Tropentag 2021, September 15 - 17, hybrid conference, Germany
"Towards shifting paradigms in agriculture for a healthy and sustainable future"
Games for Triggering Collective Changes in Natural Resource Management: Four Cases from India
Thomas Falk1, Wei Zhang2, Ruth Meinzen-Dick2, Lara Bartels3
1International Crops Research Institute for the Semi-Arid Tropics (ICRISAT), Innovation Systems for the Drylands, India
2International Food Policy Research Institute (IFPRI), Environment and Production Technology Division, United States
3ZEW – Leibniz Centre for European Economic Research, Germany
As resource users interact and impose externalities onto each other, institutions are needed to coordinate resource use, create trust, and provide incentives for sustainable management. Coordinated collective action can play a key role in enabling communities to manage natural resources more sustainably. But, when such collective action is not present, what can be done to foster it?
There is growing awareness that the governance of natural resources has to be adapted to the specific context. Interventions are often implemented at small scale, and the potential to scale up facilitation intensive approaches is limited. Moreover, sustainable resource management frequently fails to emerge or breaks down after the project ends.

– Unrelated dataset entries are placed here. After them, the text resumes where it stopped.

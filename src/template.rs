//! Typed producer built on top of a [`BrokerClient`].
//!
//! # Example
//!
//! ```rust,no_run
//! use kafka_producer_template::config::KafkaSettings;
//! use kafka_producer_template::kafka::{JsonEncoder, KeyHashPartitioner};
//! use kafka_producer_template::ProducerTemplate;
//! use serde::Serialize;
//!
//! #[derive(Serialize)]
//! struct Reading {
//!     device: String,
//!     celsius: f64,
//! }
//!
//! #[tokio::main]
//! async fn main() -> kafka_producer_template::Result<()> {
//!     let template = ProducerTemplate::<Reading>::builder()
//!         .settings(KafkaSettings::new(vec!["localhost:9092".to_string()]))
//!         .encoder(JsonEncoder::new())
//!         .partitioner(KeyHashPartitioner)
//!         .default_topic("readings")
//!         .build()?;
//!
//!     let reading = Reading { device: "device-42".to_string(), celsius: 21.5 };
//!     let pending = template.send(Some("device-42"), &reading)?;
//!     match pending.await {
//!         Ok(metadata) => println!("Stored at {}:{}", metadata.partition, metadata.offset),
//!         Err(e) => eprintln!("Delivery failed: {}", e),
//!     }
//!
//!     template.close()
//! }
//! ```

use crate::config::KafkaSettings;
use crate::kafka::{
    BrokerClient, Encoder, KafkaBrokerClient, OutboundRecord, PartitionCache, PartitionInfo,
    Partitioner, RecordHeader,
};
use crate::{Error, Result};
use std::marker::PhantomData;
use std::sync::atomic::{AtomicBool, Ordering};
use std::time::Duration;
use tracing::{debug, info, warn};

/// Publishes values of type `T` to a default topic.
///
/// Every `send*` method encodes and partitions on the calling thread, then
/// hands the record to the broker client and returns its pending result
/// without waiting for the broker.
///
/// # Delivery failures
///
/// Errors returned by `send*` are local: encoding failures and sends on a
/// closed template. Broker-side failures are only reported through the
/// returned pending result as a
/// [`DeliveryError`](crate::error::DeliveryError). **A caller that drops
/// pending results without awaiting them never learns that a record was
/// lost.** The record itself is still delivered on a best-effort basis,
/// since dropping the handle does not cancel it.
///
/// # Partition snapshot
///
/// The partitions of the default topic are fetched once, in
/// [`ProducerTemplateBuilder::build`], and never refreshed.
///
/// # Explicit topics
///
/// [`send_to`](Self::send_to) accepts a topic but always writes to the
/// default topic. See its documentation.
pub struct ProducerTemplate<T, C: BrokerClient = KafkaBrokerClient> {
    client: C,
    encoder: Box<dyn Encoder<T>>,
    partitioner: Option<Box<dyn Partitioner<T>>>,
    partitions: PartitionCache,
    default_topic: String,
    close_timeout: Duration,
    closed: AtomicBool,
}

pub struct ProducerTemplateBuilder<T, C: BrokerClient = KafkaBrokerClient> {
    settings: Option<KafkaSettings>,
    encoder: Option<Box<dyn Encoder<T>>>,
    partitioner: Option<Box<dyn Partitioner<T>>>,
    default_topic: Option<String>,
    _client: PhantomData<fn() -> C>,
}

impl<T, C: BrokerClient> Default for ProducerTemplateBuilder<T, C> {
    fn default() -> Self {
        Self {
            settings: None,
            encoder: None,
            partitioner: None,
            default_topic: None,
            _client: PhantomData,
        }
    }
}

impl<T, C: BrokerClient> ProducerTemplateBuilder<T, C> {
    pub fn new() -> Self {
        Self::default()
    }

    pub fn settings(mut self, settings: KafkaSettings) -> Self {
        self.settings = Some(settings);
        self
    }

    pub fn encoder<E>(mut self, encoder: E) -> Self
    where
        E: Encoder<T> + 'static,
    {
        self.encoder = Some(Box::new(encoder));
        self
    }

    /// Optional. Without a partitioner every record is left to the broker
    /// client's own partition assignment.
    pub fn partitioner<P>(mut self, partitioner: P) -> Self
    where
        P: Partitioner<T> + 'static,
    {
        self.partitioner = Some(Box::new(partitioner));
        self
    }

    pub fn default_topic(mut self, topic: impl Into<String>) -> Self {
        self.default_topic = Some(topic.into());
        self
    }

    /// Creates the broker client and caches the default topic's partitions.
    ///
    /// Blocks for up to the configured metadata timeout. Async callers
    /// should run it on a blocking thread.
    ///
    /// # Errors
    ///
    /// - [`Error::Config`] if settings, encoder or default topic are missing,
    ///   or if no broker is configured. Nothing is created in that case.
    /// - [`Error::Construction`] if the client cannot be created or the
    ///   partitions of the default topic cannot be fetched.
    pub fn build(self) -> Result<ProducerTemplate<T, C>> {
        let settings = self
            .settings
            .ok_or_else(|| Error::Config("producer settings are required".to_string()))?;
        let encoder = self
            .encoder
            .ok_or_else(|| Error::Config("an encoder is required".to_string()))?;
        let default_topic = self
            .default_topic
            .filter(|topic| !topic.is_empty())
            .ok_or_else(|| Error::Config("a non-empty default topic is required".to_string()))?;
        if settings.brokers.is_empty() {
            return Err(Error::Config("at least one broker is required".to_string()));
        }

        let client = C::create(&settings.to_client_config()).map_err(|source| {
            Error::Construction {
                message: "failed to create broker client".to_string(),
                source,
            }
        })?;

        let partitions = PartitionCache::fetch(&client, &default_topic, settings.metadata_timeout())
            .map_err(|source| Error::Construction {
                message: format!("failed to fetch partitions for topic '{}'", default_topic),
                source,
            })?;

        info!(
            topic = %default_topic,
            partitions = partitions.len(),
            brokers = ?settings.brokers,
            partitioner = self.partitioner.is_some(),
            "Producer template created"
        );

        Ok(ProducerTemplate {
            client,
            encoder,
            partitioner: self.partitioner,
            partitions,
            default_topic,
            close_timeout: settings.close_timeout(),
            closed: AtomicBool::new(false),
        })
    }
}

impl<T, C: BrokerClient> ProducerTemplate<T, C> {
    pub fn builder() -> ProducerTemplateBuilder<T, C> {
        ProducerTemplateBuilder::new()
    }

    pub fn default_topic(&self) -> &str {
        &self.default_topic
    }

    /// Partitions of the default topic as of construction.
    pub fn partitions(&self) -> &[PartitionInfo] {
        self.partitions.partitions()
    }

    pub fn client(&self) -> &C {
        &self.client
    }

    pub fn is_closed(&self) -> bool {
        self.closed.load(Ordering::Acquire)
    }

    pub fn send(&self, key: Option<&str>, value: &T) -> Result<C::Pending> {
        self.send_with_timestamp(key, value, None, Vec::new())
    }

    pub fn send_with_headers(
        &self,
        key: Option<&str>,
        value: &T,
        headers: Vec<RecordHeader>,
    ) -> Result<C::Pending> {
        self.send_with_timestamp(key, value, None, headers)
    }

    /// `timestamp` is in milliseconds since the Unix epoch; `None` lets the
    /// client stamp the record.
    pub fn send_with_timestamp(
        &self,
        key: Option<&str>,
        value: &T,
        timestamp: Option<i64>,
        headers: Vec<RecordHeader>,
    ) -> Result<C::Pending> {
        self.send_to(&self.default_topic, key, value, timestamp, headers)
    }

    /// Most general send.
    ///
    /// `topic` is accepted but **not used for routing**: the record is
    /// always built against the default topic, and the partitioner is
    /// always consulted with the default topic. Partition, timestamp and
    /// headers are honored.
    ///
    /// # Errors
    ///
    /// - [`Error::Closed`] after [`close`](Self::close).
    /// - [`Error::Encoding`] if the encoder fails. No record is enqueued.
    pub fn send_to(
        &self,
        topic: &str,
        key: Option<&str>,
        value: &T,
        timestamp: Option<i64>,
        headers: Vec<RecordHeader>,
    ) -> Result<C::Pending> {
        if self.is_closed() {
            return Err(Error::Closed);
        }

        let payload = self.encoder.encode(value)?;
        let partition = self.partition_for(key, value, &payload);

        if topic != self.default_topic {
            debug!(
                requested_topic = %topic,
                default_topic = %self.default_topic,
                "Explicit topic ignored, sending to default topic"
            );
        }
        debug!(
            topic = %self.default_topic,
            partition = ?partition,
            bytes = payload.len(),
            "Sending record"
        );

        let record = OutboundRecord {
            topic: self.default_topic.clone(),
            partition,
            timestamp,
            key: key.map(str::to_owned),
            payload,
            headers,
        };

        Ok(self.client.send(record))
    }

    fn partition_for(&self, key: Option<&str>, value: &T, payload: &[u8]) -> Option<i32> {
        self.partitioner.as_ref().and_then(|partitioner| {
            partitioner.partition(&self.default_topic, key, value, payload, self.partitions.partitions())
        })
    }

    /// Flushes in-flight records and rejects further sends.
    ///
    /// Idempotent: only the first call flushes, later calls return `Ok`.
    /// If the close timeout expires the flush error is returned and the
    /// template stays closed.
    pub fn close(&self) -> Result<()> {
        if self.closed.swap(true, Ordering::AcqRel) {
            debug!(topic = %self.default_topic, "Producer template already closed");
            return Ok(());
        }

        info!(topic = %self.default_topic, "Closing producer template");
        self.client.flush(self.close_timeout)?;
        info!(topic = %self.default_topic, "Producer template closed");
        Ok(())
    }
}

impl<T, C: BrokerClient> Drop for ProducerTemplate<T, C> {
    fn drop(&mut self) {
        if self.closed.swap(true, Ordering::AcqRel) {
            return;
        }

        warn!(topic = %self.default_topic, "Producer template dropped without close, flushing");
        if let Err(e) = self.client.flush(self.close_timeout) {
            warn!("Flush on drop failed: {}", e);
        }
    }
}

To date, researchers have typically used behavioural games to study cooperation patterns of communities. Recently, games have been adapted as learning and stakeholder engagement tools to improve management of the commons, strengthen self-regulation of resource use, and enhance constructive interactions among resource users. Combining games with other interventions and tools and facilitated discussions has been proposed as a promising approach to improve collective action institutions through experiential learning — a classic approach in education.
This paper reviews existing literature and synthesizes lessons learned from a series of studies testing the use of behavioural games for institutional capacity development in India. We conclude that, while games alone will not be the solution to all natural resource management challenges games can provide a structured and therefore replicable approach for influencing behaviour. They can also improve system understanding, raise awareness, influence norms, facilitate dialogue, train for crisis response, and increase legitimacy of decisions.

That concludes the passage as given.